La questione dell’inapplicabilità della disciplina del Testo unico per l’edilizia in relazione alla specialità del procedimento di autorizzazione normato dagli artt. 87 ss. del Codice delle comunicazione elettroniche è stata riproposta in appello tal quale, senza muovere contestazione alcuna al rilievo del T.A.R. che anche la procedura di cui alle richiamate disposizioni del Codice non era mai stata avviata.

 

Installazione di tralicci o antenne di rilevanti dimensioni

La legittimazione passiva all’ordine di demolizione, poi, si radica anche sulla mera disponibilità materiale e giuridica delle opere (C.d.S., sez. III, n. 7616/2019 cit. e altre) e la sentenza di assoluzione dell’appellante, resa dal tribunale penale nei termini anzidetti, non elide i profili edilizi della vicenda.
Non costituisce precedente in termini la decisione di questo Consiglio n. -OMISSIS-, stante la diversità sostanziale della vicenda che risiede nel fatto che in quel caso l’interessato, prima dell’adozione del provvedimento di demolizione, aveva già presentato diverse domande di regolarizzazione concernenti anche i profili edilizi delle strutture abusive, mentre nel caso in esame le istanze di sanatoria sono state presentata soltanto il -OMISSIS- (supra, § 7), dopo la pubblicazione della sentenza appellata.
Il carattere doveroso e vincolato degli atti di repressione degli abusi edilizi e l’impossibilità di configurare affidamenti legittimi alla conservazione di una situazione di fatto abusiva (ex multis, C.d.S., sez.
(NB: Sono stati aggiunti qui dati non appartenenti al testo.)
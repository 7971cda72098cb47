use account_sync::config::{NodeConfig, SyncConfig};
use account_sync::node::NodeClient;
use account_sync::wallet::sync::{
	AccountStore, EventDispatcher, LoggingEventHandler, NotificationRouter, StatePersistenceService,
	SyncContext,
};
use account_sync::wallet::{SharedChainTip, WalletBackend, WatchOnlyWallet};

use backoff::{ExponentialBackoff, future::retry};
use std::sync::Arc;
use tracing::{error, info, warn};

const DEFAULT_ACCOUNT: &str = "default";

#[tokio::main]
async fn main() -> Result<(), Box<dyn std::error::Error>> {
	tracing_subscriber::fmt()
		.with_env_filter(
			tracing_subscriber::EnvFilter::from_default_env().add_directive(tracing::Level::INFO.into()),
		)
		.with_target(false)
		.with_thread_ids(false)
		.with_thread_names(false)
		.with_file(false)
		.with_line_number(false)
		.with_timer(tracing_subscriber::fmt::time::time())
		.init();

	info!("Starting account sync service");
	let config = NodeConfig::from_env()?;

	let router = Arc::new(NotificationRouter::new());
	let (client, connection) = retry(ExponentialBackoff::default(), || {
		let router = router.clone();
		let url = config.url.clone();
		async move {
			NodeClient::connect(&url, router).await.map_err(|e| {
				warn!("Cannot connect to node at {}: {}", url, e);
				backoff::Error::transient(e)
			})
		}
	})
	.await?;

	let mut dispatcher = EventDispatcher::new();
	dispatcher.register_handler(Box::new(LoggingEventHandler));

	let ctx = SyncContext::new(
		router,
		Arc::new(client),
		Arc::new(SharedChainTip::new()),
		Arc::new(dispatcher),
		Arc::new(StatePersistenceService::new(config.data_dir.clone())),
		SyncConfig::default(),
	);
	let store = AccountStore::new(ctx);

	let mut wallet = WatchOnlyWallet::open(
		config.data_dir.join(DEFAULT_ACCOUNT).join("wallet.json"),
		config.network,
	)?;
	let mut added = false;
	for address in &config.watch {
		added |= wallet.watch(address, 0)?;
	}
	if added {
		wallet.save()?;
	}
	info!("Watching {} addresses on {}", config.watch.len(), config.network);

	let account = store.open(DEFAULT_ACCOUNT, Box::new(wallet)).await?;
	if added {
		// New addresses may have history before the stored sync point.
		account.set_full_rescan(true).await;
	}
	store.track_and_rescan_all().await?;

	tokio::select! {
		result = connection => {
			if let Err(e) = result {
				error!("Node connection task failed: {}", e);
			}
			info!("Node connection closed");
		}
		_ = tokio::signal::ctrl_c() => info!("Shutting down"),
	}

	store.write_all_dirty().await;
	Ok(())
}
II, 11 marzo 2020, n. 1737; C.d.S., Ad. plen., 17 ottobre 2017, n. 9) fanno giustizia delle restanti doglianze.
11. – Per queste ragioni, in conclusione, l’appello dev’essere respinto.
12. – Le spese del grado del giudizio seguono la soccombenza, nella misura liquidata in dispositivo.

P.Q.M.

Il Consiglio di Stato in sede giurisdizionale
Sezione Seconda, definitivamente pronunciando sull’appello in epigrafe, lo respinge.
Condanna la parte appellante al pagamento, in favore delle amministrazioni appellate, delle spese del presente grado del giudizio, che liquida, a beneficio di ciascuna delle controparti costituite, in Euro 4.000,00 (quattromila/00), oltre spese generali e accessori di legge.
Ordina che la presente sentenza sia eseguita dall’autorità amministrativa.
Ritenuto che sussistano i presupposti di cui all’articolo 52, commi 1 e 2, del decreto legislativo 30 giugno 2003, n. 196, e dell’articolo 10 del Regolamento (UE) 2016/679 del Parlamento europeo e del Consiglio del 27 aprile 2016, a tutela dei diritti o della dignità della parte interessata, manda alla Segreteria di procedere all’oscuramento delle generalità nonché di qualsiasi altro dato idoneo ad identificare le persone citate.
Così deciso dalla Seconda Sezione del Consiglio di Stato con sede in Roma nella camera di consiglio del 16 marzo 2021, svoltasi in videoconferenza con la contemporanea e continuativa presenza dei magistrati:
Ermanno de Francisco – Presidente
Giancarlo Luttazi – Consigliere
Giovanni Sabbato – Consigliere
Francesco Frigida – Consigliere
Francesco Guarracino – Consigliere, Estensore

 

 

In caso di diffusione omettere le generalità e gli altri dati identificativi dei soggetti interessati nei termini indicati.